This is an average value within a period, not an instantaneous value.

A higher value indicates a higher utilization of tensor cores.

Value 1 (100%) indicates that a tensor instruction is sent every instruction cycle in the entire period (one instruction is completed in two cycles).

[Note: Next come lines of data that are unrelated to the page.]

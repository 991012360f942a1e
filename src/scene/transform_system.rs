//! Transform system.
//!
//! Top-down world-matrix propagation for the scene graph, decoupled from
//! [`Scene`](crate::scene::Scene) so it only borrows the node arena and
//! the root list. Traversal uses an explicit work stack rather than
//! recursion, so hierarchy depth never couples to call depth.

use glam::Affine3A;
use slotmap::SlotMap;

use crate::scene::node::Node;
use crate::scene::NodeKey;

/// Updates world matrices for every node reachable from `roots`,
/// depth-first, parents strictly before children.
pub fn update_hierarchy(nodes: &mut SlotMap<NodeKey, Node>, roots: &[NodeKey]) {
    // Work stack: (node, parent world matrix, parent changed)
    let mut stack: Vec<(NodeKey, Affine3A, bool)> = Vec::with_capacity(64);
    for &root in roots.iter().rev() {
        stack.push((root, Affine3A::IDENTITY, false));
    }
    propagate(nodes, &mut stack);
}

/// Updates world matrices for one subtree, reading the parent's current
/// world matrix as the starting point.
pub fn update_subtree(nodes: &mut SlotMap<NodeKey, Node>, root: NodeKey) {
    let Some(node) = nodes.get(root) else {
        return;
    };
    let parent_world = node
        .parent
        .and_then(|p| nodes.get(p))
        .map_or(Affine3A::IDENTITY, |p| p.transform.world_matrix);

    let mut stack = vec![(root, parent_world, true)];
    propagate(nodes, &mut stack);
}

fn propagate(nodes: &mut SlotMap<NodeKey, Node>, stack: &mut Vec<(NodeKey, Affine3A, bool)>) {
    while let Some((key, parent_world, parent_changed)) = stack.pop() {
        let Some(node) = nodes.get_mut(key) else {
            continue;
        };

        let local_changed = node.transform.update_local_matrix();
        let needs_update = local_changed || parent_changed;

        if needs_update {
            let world = parent_world * *node.transform.local_matrix();
            node.transform.set_world_matrix(world);
        }

        let current_world = node.transform.world_matrix;
        let child_count = node.children.len();

        // Push children in reverse to keep declaration-order traversal.
        for i in (0..child_count).rev() {
            if let Some(node) = nodes.get(key)
                && let Some(&child) = node.children.get(i)
            {
                stack.push((child, current_world, needs_update));
            }
        }
    }
}

#[cfg(test)]
mod tests {
    use super::*;
    use glam::Vec3;

    #[test]
    fn child_world_combines_parent_translation() {
        let mut nodes: SlotMap<NodeKey, Node> = SlotMap::with_key();

        let mut parent = Node::new("parent");
        parent.transform.position = Vec3::new(1.0, 0.0, 0.0);
        let parent_key = nodes.insert(parent);

        let mut child = Node::new("child");
        child.transform.position = Vec3::new(0.0, 1.0, 0.0);
        child.parent = Some(parent_key);
        let child_key = nodes.insert(child);
        nodes
            .get_mut(parent_key)
            .unwrap()
            .children
            .push(child_key);

        update_hierarchy(&mut nodes, &[parent_key]);

        let world = nodes.get(child_key).unwrap().transform.world_matrix;
        let pos: Vec3 = world.translation.into();
        assert!((pos - Vec3::new(1.0, 1.0, 0.0)).length() < 1e-5);
    }
}
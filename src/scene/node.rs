use glam::Affine3A;

use crate::scene::NodeKey;
use crate::scene::transform::Transform;
use crate::scene::visual::Visual;

/// A minimal scene node: hierarchy links, transform, and what to draw.
///
/// Nodes form a tree through parent/child relationships; the parent link
/// is a non-owning [`NodeKey`] back-reference into the scene's arena,
/// never an owned cycle.
#[derive(Debug, Clone)]
pub struct Node {
    pub name: String,

    /// Parent node key (None for root nodes)
    pub(crate) parent: Option<NodeKey>,
    /// Child node keys
    pub(crate) children: Vec<NodeKey>,

    /// Transform component (hot data touched every tick)
    pub transform: Transform,

    /// What the node contributes to the draw pass.
    pub visual: Visual,

    /// Visibility flag
    pub visible: bool,
}

impl Node {
    #[must_use]
    pub fn new(name: &str) -> Self {
        Self {
            name: name.to_string(),
            parent: None,
            children: Vec::new(),
            transform: Transform::new(),
            visual: Visual::None,
            visible: true,
        }
    }

    #[must_use]
    pub fn with_visual(name: &str, visual: Visual) -> Self {
        let mut node = Self::new(name);
        node.visual = visual;
        node
    }

    /// Returns the parent node key, if any.
    #[inline]
    #[must_use]
    pub fn parent(&self) -> Option<NodeKey> {
        self.parent
    }

    /// Returns a read-only slice of child node keys.
    #[inline]
    #[must_use]
    pub fn children(&self) -> &[NodeKey] {
        &self.children
    }

    /// World transformation matrix, updated by the transform system each
    /// tick.
    #[inline]
    #[must_use]
    pub fn world_matrix(&self) -> &Affine3A {
        &self.transform.world_matrix
    }
}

If the value is 0.2 (20%), the possible causes are as follows:

  • During the entire period, 20% of the SM tensor cores run at 100% utilization.
  • During the entire period, all SM tensor cores run at 20% utilization.
  • During 1/5 of the entire period, all SM tensor cores run at 100% utilization.
  • Other combinations

DCGM_FI_PROF_PIPE_FP64_ACTIVE

Gauge

%

Fraction of cycles during which the FP64 (double precision) pipe is active.

This is an average value within a period, not an instantaneous value.

A larger value indicates a higher usage of FP64 cores.

Value 1 (100%) indicates that the FP64 instruction is executed every four cycles (for example, Volta cards) in a period.

If the value is 0.2 (20%), the possible causes are as follows:

  • During the entire period, 20% of the SM FP64 cores run at 100% utilization.
  • During the entire period, all SM FP64 cores run at 20% utilization.
  • During 1/5 of the entire period, all SM FP64 cores run at 100% utilization.
  • Other combinations

DCGM_FI_PROF_PIPE_FP32_ACTIVE

Gauge

%

Fraction of cycles during which the fused multiply-add (FMA) pipe is active. Multiply-add applies to FP32 (single precision) and integers.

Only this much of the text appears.